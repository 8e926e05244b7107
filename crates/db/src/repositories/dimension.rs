//! Auxiliary-dimension repository (C1).

use sea_orm::{ActiveModelTrait, ColumnTrait, DatabaseConnection, EntityTrait, QueryFilter, Set};
use uuid::Uuid;

use zeltra_core::coa::{Dimension, DimensionType};
use zeltra_core::ledger::LedgerError;
use zeltra_shared::types::DimensionValueId;

use crate::entities::coa::dimensions;

fn to_domain(model: dimensions::Model) -> Dimension {
    Dimension {
        id: DimensionValueId::from_uuid(model.id),
        dimension_type: parse_type(&model.r#type),
        code: model.code,
        name: model.name,
        parent_id: model.parent_id.map(DimensionValueId::from_uuid),
        enabled: model.enabled,
    }
}

fn parse_type(s: &str) -> DimensionType {
    match s {
        "project" => DimensionType::Project,
        "customer" => DimensionType::Customer,
        "supplier" => DimensionType::Supplier,
        "employee" => DimensionType::Employee,
        _ => DimensionType::Department,
    }
}

fn type_str(t: DimensionType) -> &'static str {
    match t {
        DimensionType::Department => "department",
        DimensionType::Project => "project",
        DimensionType::Customer => "customer",
        DimensionType::Supplier => "supplier",
        DimensionType::Employee => "employee",
    }
}

/// Repository for the `dimensions` table.
pub struct DimensionRepository<'a> {
    db: &'a DatabaseConnection,
}

impl<'a> DimensionRepository<'a> {
    /// Builds a repository bound to `db`.
    #[must_use]
    pub fn new(db: &'a DatabaseConnection) -> Self {
        Self { db }
    }

    /// Resolves whether `id` is an enabled value of `dimension_type`, the
    /// exact shape [`zeltra_core::ledger::voucher::validate_dimensions`]
    /// needs for its lookup closure. The sentinel id is never looked up
    /// by a caller (it is filtered out before reaching here).
    ///
    /// # Errors
    ///
    /// Returns [`LedgerError::Database`] on a persistence failure.
    pub async fn resolve_enabled(
        &self,
        dimension_type: DimensionType,
        id: Uuid,
    ) -> Result<Option<bool>, LedgerError> {
        let row = dimensions::Entity::find_by_id(id)
            .filter(dimensions::Column::Type.eq(type_str(dimension_type)))
            .one(self.db)
            .await
            .map_err(|e| LedgerError::Database(e.to_string()))?;
        Ok(row.map(|r| r.enabled))
    }

    /// Lists every value within one dimension type.
    ///
    /// # Errors
    ///
    /// Returns [`LedgerError::Database`] on a persistence failure.
    pub async fn list_by_type(&self, dimension_type: DimensionType) -> Result<Vec<Dimension>, LedgerError> {
        dimensions::Entity::find()
            .filter(dimensions::Column::Type.eq(type_str(dimension_type)))
            .all(self.db)
            .await
            .map(|rows| rows.into_iter().map(to_domain).collect())
            .map_err(|e| LedgerError::Database(e.to_string()))
    }

    /// Inserts a new dimension value.
    ///
    /// # Errors
    ///
    /// Returns [`LedgerError::Database`] on a persistence failure.
    pub async fn create(&self, dimension: &Dimension) -> Result<(), LedgerError> {
        let model = dimensions::ActiveModel {
            id: Set(dimension.id.into_inner()),
            r#type: Set(type_str(dimension.dimension_type).to_string()),
            code: Set(dimension.code.clone()),
            name: Set(dimension.name.clone()),
            parent_id: Set(dimension.parent_id.map(DimensionValueId::into_inner)),
            extra: Set(None),
            enabled: Set(dimension.enabled),
        };
        model.insert(self.db).await.map_err(|e| LedgerError::Database(e.to_string()))?;
        tracing::info!(id = %dimension.id, dimension_type = type_str(dimension.dimension_type), "dimension value created");
        Ok(())
    }
}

### Required action
Across the data, count every line where the string "Project" turns up, then write only that count.

### Answer to this exercise
2